The touring programme, called Spirit, features nine selections from Bangarra’s repertoire. But, atypically for a long-gestated, retrospective “highlight reel,” these excerpts show a striking stylistic and thematic coherence spanning the whole 30-year arc of their provenance.

Styles and themes, though, that were tantalizingly novel, to me at least. Hardly any straight lines; dancers mostly teetering off balance. Lots of sudden springs and pounces (accentuated by stark, abrupt lighting slicing through clouds of aromatic herbal smoke and liberally sprinkled ochre dust). Costumes (by Jennifer Irwin) comprised largely of feathers, body paint and leaves whose dry clatter braided into the atmospheric music.

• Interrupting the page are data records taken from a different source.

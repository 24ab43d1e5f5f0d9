//! End-to-end parsing, formatting and sorting scenarios.

use ios_interface::{FormatStyle, Interface, InterfaceKind, ParseError};
use pretty_assertions::assert_eq;

fn init_tracing() {
    let _ = tracing_subscriber::fmt()
        .with_max_level(tracing::Level::TRACE)
        .with_test_writer()
        .try_init();
}

#[test]
fn test_parse_fast_ethernet_sub_interface() {
    let iface = Interface::parse("Fa0/0/1.123").unwrap();

    assert_eq!(iface.kind(), InterfaceKind::FastEthernet);
    assert_eq!(iface.name(), "FastEthernet");
    assert!(iface.is_physical());
    assert_eq!(iface.chassis(), None);
    assert_eq!(iface.module(), Some(0));
    assert_eq!(iface.slot(), Some(0));
    assert_eq!(iface.port(), Some(1));
    assert_eq!(iface.sub_interface(), Some(123));
    assert_eq!(iface.channel(), None);
    assert_eq!(iface.format(FormatStyle::Long), "FastEthernet0/0/1.123");
}

#[test]
fn test_parse_management() {
    let iface = Interface::parse("mgmt0").unwrap();

    assert_eq!(iface.kind(), InterfaceKind::Management);
    assert_eq!(iface.name(), "mgmt");
    assert!(iface.is_physical());
    assert_eq!(iface.port(), Some(0));
    assert_eq!(iface.chassis(), None);
    assert_eq!(iface.module(), None);
    assert_eq!(iface.slot(), None);
    assert_eq!(iface.sub_interface(), None);
    assert_eq!(iface.channel(), None);
    assert_eq!(iface.to_string(), "mgmt0");
}

#[test]
fn test_parse_serial_channel() {
    let iface = Interface::parse("Serial0/1:22").unwrap();

    assert_eq!(iface.kind(), InterfaceKind::Serial);
    assert!(iface.is_physical());
    assert_eq!(iface.module(), None);
    assert_eq!(iface.slot(), Some(0));
    assert_eq!(iface.port(), Some(1));
    assert_eq!(iface.sub_interface(), None);
    assert_eq!(iface.channel(), Some(22));
    assert_eq!(iface.to_string(), "Serial0/1:22");
}

#[test]
fn test_parse_interface_prefix() {
    let iface = Interface::parse("interface TenGigabitEthernet1/2").unwrap();

    assert_eq!(iface.kind(), InterfaceKind::TenGigabitEthernet);
    assert_eq!(iface.name(), "TenGigabitEthernet");
    assert_eq!(iface.module(), None);
    assert_eq!(iface.slot(), Some(1));
    assert_eq!(iface.port(), Some(2));
    assert_eq!(iface.to_string(), "TenGigabitEthernet1/2");
}

#[test]
fn test_try_parse_rejects_garbage() {
    init_tracing();

    assert_eq!(Interface::try_parse("not-an-interface"), None);
    assert_eq!(
        Interface::parse("not-an-interface"),
        Err(ParseError::InvalidInterface("not-an-interface".to_string()))
    );
}

#[test]
fn test_trace_events_not_compiled_out() {
    assert_eq!(
        tracing::level_filters::STATIC_MAX_LEVEL,
        tracing::level_filters::LevelFilter::TRACE
    );
}

#[test]
fn test_sort_order() {
    let gi = InterfaceKind::GigabitEthernet;
    let fa = InterfaceKind::FastEthernet;
    let vl = InterfaceKind::Vlan;

    let mut ifaces = vec![
        Interface::modular(gi, Some(1), Some(0), Some(2)),
        Interface::new(vl, 200),
        Interface::modular(fa, Some(1), Some(0), Some(2)),
        Interface::modular(gi, Some(1), Some(0), Some(1)),
        Interface::modular(gi, Some(1), Some(1), Some(1)),
        Interface::modular(gi, Some(3), Some(0), Some(1)),
        Interface::new(vl, 100),
        Interface::modular(fa, Some(1), Some(0), Some(1)),
        Interface::new(vl, 99),
        Interface::modular(gi, Some(1), Some(0), Some(12)),
    ];
    ifaces.sort();

    let names: Vec<String> = ifaces.iter().map(Interface::to_string).collect();
    assert_eq!(
        names,
        [
            "FastEthernet1/0/1",
            "FastEthernet1/0/2",
            "GigabitEthernet1/0/1",
            "GigabitEthernet1/1/1",
            "GigabitEthernet1/0/2",
            "GigabitEthernet1/0/12",
            "GigabitEthernet3/0/1",
            "Vlan99",
            "Vlan100",
            "Vlan200",
        ]
    );
}

#[test]
fn test_short_form_canonicalizes_spelling() {
    for (input, short) in [
        ("GigabitEthernet0/0/0", "Gi0/0/0"),
        ("interface Port-channel 10", "Po10"),
        ("HundredGigE1/0/1", "Hu1/0/1"),
        ("Bl0", "Bl0"),
        ("AppGigabitEthernet1/0/1", "Ap1/0/1"),
        ("Loopback0", "Lo0"),
        ("Tunnel100", "Tu100"),
        ("mgmt0", "mgmt0"),
    ] {
        let iface: Interface = input.parse().unwrap();
        assert_eq!(iface.format(FormatStyle::Short), short, "input {:?}", input);
    }
}

#[test]
fn test_module_outranks_port() {
    let low_module: Interface = "Gi1/0/12".parse().unwrap();
    let high_module: Interface = "Gi3/0/1".parse().unwrap();
    assert!(low_module < high_module);
}

#[test]
fn test_logical_interfaces() {
    for name in ["Vlan1", "Loopback0", "Tunnel1", "Port-channel1"] {
        assert!(!Interface::parse(name).unwrap().is_physical(), "{}", name);
    }
}

#[test]
fn test_holes_in_positional_fields_format_compactly() {
    let iface = Interface::from_fields(
        InterfaceKind::Serial,
        Some(1),
        Some(0),
        Some(1),
        None,
        Some(20),
        None,
    );
    assert_eq!(iface.to_string(), "Serial1/0/1.20");
}
//! Interface name grammar.
//!
//! Accepted forms, optionally prefixed with `interface `:
//!
//! ```text
//! Gi1            port
//! Gi1/0          slot/port
//! Gi1/0/1        module/slot/port
//! Gi1/0/1/2      chassis/module/slot/port
//! Gi1/0/1.100    ... with sub-interface
//! Se0/1:22       ... with channel
//! ```
//!
//! Positional groups are right-aligned: the last number is always the port,
//! and fewer groups drop chassis first, then module, then slot.

use crate::catalog;
use crate::{Interface, InterfaceKind, ParseError};
use once_cell::sync::Lazy;
use regex::{Captures, Regex};

/// Compiled interface grammar, anchored on both ends.
static INTERFACE_RE: Lazy<Regex> = Lazy::new(|| {
    let types = catalog::tokens()
        .into_iter()
        .map(regex::escape)
        .collect::<Vec<_>>()
        .join("|");

    let pattern = format!(
        r"^(?:interface )?(?P<type>{types}) ?(?:(?:(?:(?P<chassis>[0-9]+)/)?(?P<module>[0-9]+)/)?(?P<slot>[0-9]+)/)?(?P<port>[0-9]+)(?:\.(?P<sub>[0-9]+))?(?::(?P<channel>[0-9]+))?$"
    );

    Regex::new(&pattern).expect("Invalid interface pattern")
});

/// Parses `text` into an [`Interface`].
pub(crate) fn parse(text: &str) -> Result<Interface, ParseError> {
    let invalid = || ParseError::InvalidInterface(text.to_string());

    let Some(caps) = INTERFACE_RE.captures(text) else {
        tracing::trace!(input = %text, "Interface name does not match grammar");
        return Err(invalid());
    };

    let token = caps.name("type").map(|m| m.as_str()).ok_or_else(invalid)?;
    let kind = InterfaceKind::from_token(token).ok_or_else(|| {
        tracing::trace!(input = %text, token = %token, "Unknown interface type");
        invalid()
    })?;

    let field = |name: &str| number(&caps, name).map_err(|_| invalid());

    Ok(Interface::from_fields(
        kind,
        field("chassis")?,
        field("module")?,
        field("slot")?,
        field("port")?,
        field("sub")?,
        field("channel")?,
    ))
}

/// Extracts an optional numeric group.
///
/// The grammar only admits ASCII digits, so the only failure is overflow.
fn number(caps: &Captures<'_>, name: &str) -> Result<Option<u32>, std::num::ParseIntError> {
    caps.name(name).map(|m| m.as_str().parse()).transpose()
}
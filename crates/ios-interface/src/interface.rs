//! The structured interface value.

use crate::format::{self, FormatStyle};
use crate::parser;
use crate::{InterfaceKind, ParseError};
use serde::{Deserialize, Serialize};
use std::cmp::Ordering;
use std::fmt;
use std::str::FromStr;

/// A parsed, canonicalized interface identifier.
///
/// Values are immutable; the `with_*` methods return a modified copy.
///
/// # Examples
///
/// ```
/// use ios_interface::{FormatStyle, Interface, InterfaceKind};
///
/// let iface: Interface = "Fa0/0/1.123".parse().unwrap();
/// assert_eq!(iface.kind(), InterfaceKind::FastEthernet);
/// assert_eq!(iface.module(), Some(0));
/// assert_eq!(iface.slot(), Some(0));
/// assert_eq!(iface.port(), Some(1));
/// assert_eq!(iface.sub_interface(), Some(123));
///
/// assert_eq!(iface.to_string(), "FastEthernet0/0/1.123");
/// assert_eq!(iface.format(FormatStyle::Short), "Fa0/0/1.123");
/// ```
#[derive(Debug, Clone, Copy, PartialEq, Eq, Hash, Serialize, Deserialize)]
#[serde(try_from = "String", into = "String")]
pub struct Interface {
    kind: InterfaceKind,
    chassis: Option<u32>,
    module: Option<u32>,
    slot: Option<u32>,
    port: Option<u32>,
    sub_interface: Option<u32>,
    channel: Option<u32>,
}

impl Interface {
    /// Creates a single-number interface such as `Vlan10` or `Loopback0`.
    pub const fn new(kind: InterfaceKind, port: u32) -> Self {
        Self::from_fields(kind, None, None, None, Some(port), None, None)
    }

    /// Creates a `module/slot/port` interface such as `GigabitEthernet1/0/1`.
    pub const fn modular(
        kind: InterfaceKind,
        module: Option<u32>,
        slot: Option<u32>,
        port: Option<u32>,
    ) -> Self {
        Self::from_fields(kind, None, module, slot, port, None, None)
    }

    /// Creates a `module/slot/port.sub_interface` interface.
    pub const fn modular_with_sub_interface(
        kind: InterfaceKind,
        module: Option<u32>,
        slot: Option<u32>,
        port: Option<u32>,
        sub_interface: Option<u32>,
    ) -> Self {
        Self::from_fields(kind, None, module, slot, port, sub_interface, None)
    }

    /// Creates an interface from every field.
    #[allow(clippy::too_many_arguments)]
    pub const fn from_fields(
        kind: InterfaceKind,
        chassis: Option<u32>,
        module: Option<u32>,
        slot: Option<u32>,
        port: Option<u32>,
        sub_interface: Option<u32>,
        channel: Option<u32>,
    ) -> Self {
        Interface {
            kind,
            chassis,
            module,
            slot,
            port,
            sub_interface,
            channel,
        }
    }

    /// Parses an interface name, failing on any grammar or type mismatch.
    ///
    /// # Errors
    ///
    /// Returns [`ParseError::InvalidInterface`] if `text` is not a complete
    /// interface name with a known type.
    pub fn parse(text: &str) -> Result<Self, ParseError> {
        parser::parse(text)
    }

    /// Parses an interface name, returning `None` if it does not match.
    pub fn try_parse(text: &str) -> Option<Self> {
        parser::parse(text).ok()
    }

    pub const fn kind(&self) -> InterfaceKind {
        self.kind
    }

    pub const fn chassis(&self) -> Option<u32> {
        self.chassis
    }

    pub const fn module(&self) -> Option<u32> {
        self.module
    }

    pub const fn slot(&self) -> Option<u32> {
        self.slot
    }

    pub const fn port(&self) -> Option<u32> {
        self.port
    }

    pub const fn sub_interface(&self) -> Option<u32> {
        self.sub_interface
    }

    pub const fn channel(&self) -> Option<u32> {
        self.channel
    }

    /// Canonical long name of the interface type.
    pub fn name(&self) -> &'static str {
        self.kind.name()
    }

    /// Returns true if the interface type is a physical port.
    pub fn is_physical(&self) -> bool {
        self.kind.is_physical()
    }

    /// Returns a copy with the sub-interface replaced.
    pub const fn with_sub_interface(self, sub_interface: Option<u32>) -> Self {
        Interface {
            sub_interface,
            ..self
        }
    }

    /// Returns a copy with the channel replaced.
    pub const fn with_channel(self, channel: Option<u32>) -> Self {
        Interface { channel, ..self }
    }

    /// Returns the interface this one is carved from, i.e. without
    /// sub-interface and channel. `Gi1/0/1.100` has parent `Gi1/0/1`.
    pub const fn parent(self) -> Self {
        self.with_sub_interface(None).with_channel(None)
    }

    /// Renders the interface in the requested style.
    pub fn format(&self, style: FormatStyle) -> String {
        match style {
            FormatStyle::Long => self.to_string(),
            FormatStyle::Short => format!("{:#}", self),
        }
    }

    /// Renders the interface with the canonical abbreviation.
    pub fn short_name(&self) -> String {
        self.format(FormatStyle::Short)
    }
}

/// Orders by kind, chassis, module, port, slot, sub-interface, channel.
///
/// Port is compared before slot, unlike the textual `slot/port` order, so
/// `Gi1/1/1` sorts before `Gi1/0/2`. Absent fields sort before present ones.
impl Ord for Interface {
    fn cmp(&self, other: &Self) -> Ordering {
        self.kind
            .cmp(&other.kind)
            .then_with(|| self.chassis.cmp(&other.chassis))
            .then_with(|| self.module.cmp(&other.module))
            .then_with(|| self.port.cmp(&other.port))
            .then_with(|| self.slot.cmp(&other.slot))
            .then_with(|| self.sub_interface.cmp(&other.sub_interface))
            .then_with(|| self.channel.cmp(&other.channel))
    }
}

impl PartialOrd for Interface {
    fn partial_cmp(&self, other: &Self) -> Option<Ordering> {
        Some(self.cmp(other))
    }
}

/// Long form by default; `{:#}` renders the short form.
impl fmt::Display for Interface {
    fn fmt(&self, f: &mut fmt::Formatter<'_>) -> fmt::Result {
        let style = if f.alternate() {
            FormatStyle::Short
        } else {
            FormatStyle::Long
        };
        format::write_interface(f, self, style)
    }
}

impl FromStr for Interface {
    type Err = ParseError;

    fn from_str(s: &str) -> Result<Self, Self::Err> {
        Self::parse(s)
    }
}

impl TryFrom<String> for Interface {
    type Error = ParseError;

    fn try_from(s: String) -> Result<Self, Self::Error> {
        s.parse()
    }
}

impl From<Interface> for String {
    fn from(iface: Interface) -> String {
        iface.to_string()
    }
}
//! `SQLite` schema definitions for windgps.
//!
//! This module contains the SQL statements for creating and managing
//! the database schema.

/// SQL statement to create the runs table.
pub const CREATE_RUNS_TABLE: &str = r"
CREATE TABLE IF NOT EXISTS runs (
    id INTEGER PRIMARY KEY AUTOINCREMENT,
    label TEXT,
    source_hash TEXT NOT NULL UNIQUE,
    created_at TEXT NOT NULL,
    file_count INTEGER NOT NULL,
    records_per_block INTEGER NOT NULL,
    padding_bytes INTEGER NOT NULL,
    slope REAL NOT NULL,
    intercept REAL NOT NULL,
    anchor_count INTEGER NOT NULL,
    inlier_count INTEGER NOT NULL,
    row_count INTEGER NOT NULL,
    wind_keys TEXT NOT NULL
)
";

/// SQL statement to create the samples table.
///
/// Latitude and longitude are nullable because `SQLite` stores NaN as NULL.
pub const CREATE_SAMPLES_TABLE: &str = r"
CREATE TABLE IF NOT EXISTS samples (
    run_id INTEGER NOT NULL REFERENCES runs(id),
    seq INTEGER NOT NULL,
    local_millis INTEGER NOT NULL,
    latitude REAL,
    longitude REAL,
    epoch_seconds REAL NOT NULL,
    wind TEXT NOT NULL,
    PRIMARY KEY (run_id, seq)
)
";

/// SQL statement to create an index on `created_at` for listing runs.
pub const CREATE_CREATED_INDEX: &str = r"
CREATE INDEX IF NOT EXISTS idx_runs_created ON runs(created_at DESC)
";

/// SQL statement to create an index on `epoch_seconds` for time queries.
pub const CREATE_EPOCH_INDEX: &str = r"
CREATE INDEX IF NOT EXISTS idx_samples_epoch ON samples(epoch_seconds)
";

/// SQL statement to create the metadata table for storing key-value pairs.
pub const CREATE_METADATA_TABLE: &str = r"
CREATE TABLE IF NOT EXISTS metadata (
    key TEXT PRIMARY KEY,
    value TEXT NOT NULL
)
";

/// All schema creation statements in order.
pub const SCHEMA_STATEMENTS: &[&str] = &[
    CREATE_RUNS_TABLE,
    CREATE_SAMPLES_TABLE,
    CREATE_CREATED_INDEX,
    CREATE_EPOCH_INDEX,
    CREATE_METADATA_TABLE,
];

#[cfg(test)]
mod tests {
    use super::*;

    #[test]
    fn test_schema_statements_not_empty() {
        assert!(!SCHEMA_STATEMENTS.is_empty());
        for stmt in SCHEMA_STATEMENTS {
            assert!(!stmt.is_empty());
        }
    }

    #[test]
    fn test_runs_table_dedups_on_source_hash() {
        assert!(CREATE_RUNS_TABLE.contains("source_hash TEXT NOT NULL UNIQUE"));
        assert!(CREATE_RUNS_TABLE.contains("wind_keys TEXT NOT NULL"));
    }

    #[test]
    fn test_samples_table_keyed_by_run_and_seq() {
        assert!(CREATE_SAMPLES_TABLE.contains("PRIMARY KEY (run_id, seq)"));
        assert!(CREATE_SAMPLES_TABLE.contains("epoch_seconds REAL NOT NULL"));
    }
}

And then, the music! Each piece (mostly by Page’s late brother, composer David Page) seemed to organically well up out of a dense tapestry of nature sounds: scrabbling insects, birdsong, animal cries, dry wind gusts, thrumming rain. Add in the inevitable didgeridoos, complex percussion, some recognisable concert instruments (violin, even a piano, and did I hear a Jews’ harp?), hollow electronica resonances and extravagant synthesizer cadenzas.

Top it all off with intermittent ululations in indigenous languages by Page’s co-choreographer and Aboriginal mentor, Djakapurra Munyarryun. No idea what he’s saying, but his recitations give the music an incantatory – almost ritualistic – gravitas, especially when contrasted with a few blunt, staccato bursts of recorded Strine at the onset of “The Call,” the next-to-last piece in the programme, which is about as close as Spirit gets to socially critiquing the post-colonial Aboriginal dilemma.

At that point, we’ve already come quite a way from the initial piece, which depicts a young girl’s initiation – at the hands of a shamaness (Elma Kris) and a host of exquisitely zoomorphic animal spirits – into the mystique of the land itself. Then follows a male initiation group, at once violent and tender, and a celebratory rite of female tribal solidarity.

Forest creatures, too, have tribes of their own, as evinced in a marvellously slinky ensemble rendering of a dingo (wild dog) pack. But the most breathtaking creaturely portrait of the evening, to my mind, was a pas de deux representation of a moth and her shadow. The barefoot, explicitly earthbound dancers somehow never seemed to even touch the stage.

On the other hand, a parade of dancing, leaf-clad women seemed to pave the stage with their feet as they progressed from one to another spotlight in a representation of the Two Sisters creation myth, whose protagonists literally make up the world as they go along on a primordial walkabout.

Which brings us back to “The Call,” where the pristine, primordial world has been sullied with the colonial overlay. For the first time in the whole 72 minute production a lone dancer appears in <gasp> pants! City streetwear! His Aboriginal spirit seems stabbed by the onslaught of Strine phonemes, the wail of sirens and all the cacophony of urbanized Southern Australia (as opposed to the more indigenous North, where Bangarra seeks its cultural roots).

The trousered soloist founders under the assault, but he’s caught up in the arms of a shamaness (Kris, again) bearing in each hand a censer of healing herbs. The cumulative aroma by now has come to pervade the entire 600-seat playhouse.

All the more so as we segue into the final scenes, where cast members, bearing smouldering brands, paint intricate smoke trails across the stage space. Then, led by the torch-bearing shamaness, all parade across the stage for a lingering curtain call before we head out, on gusts of incense, for the DanceHouse season-opening cast-party.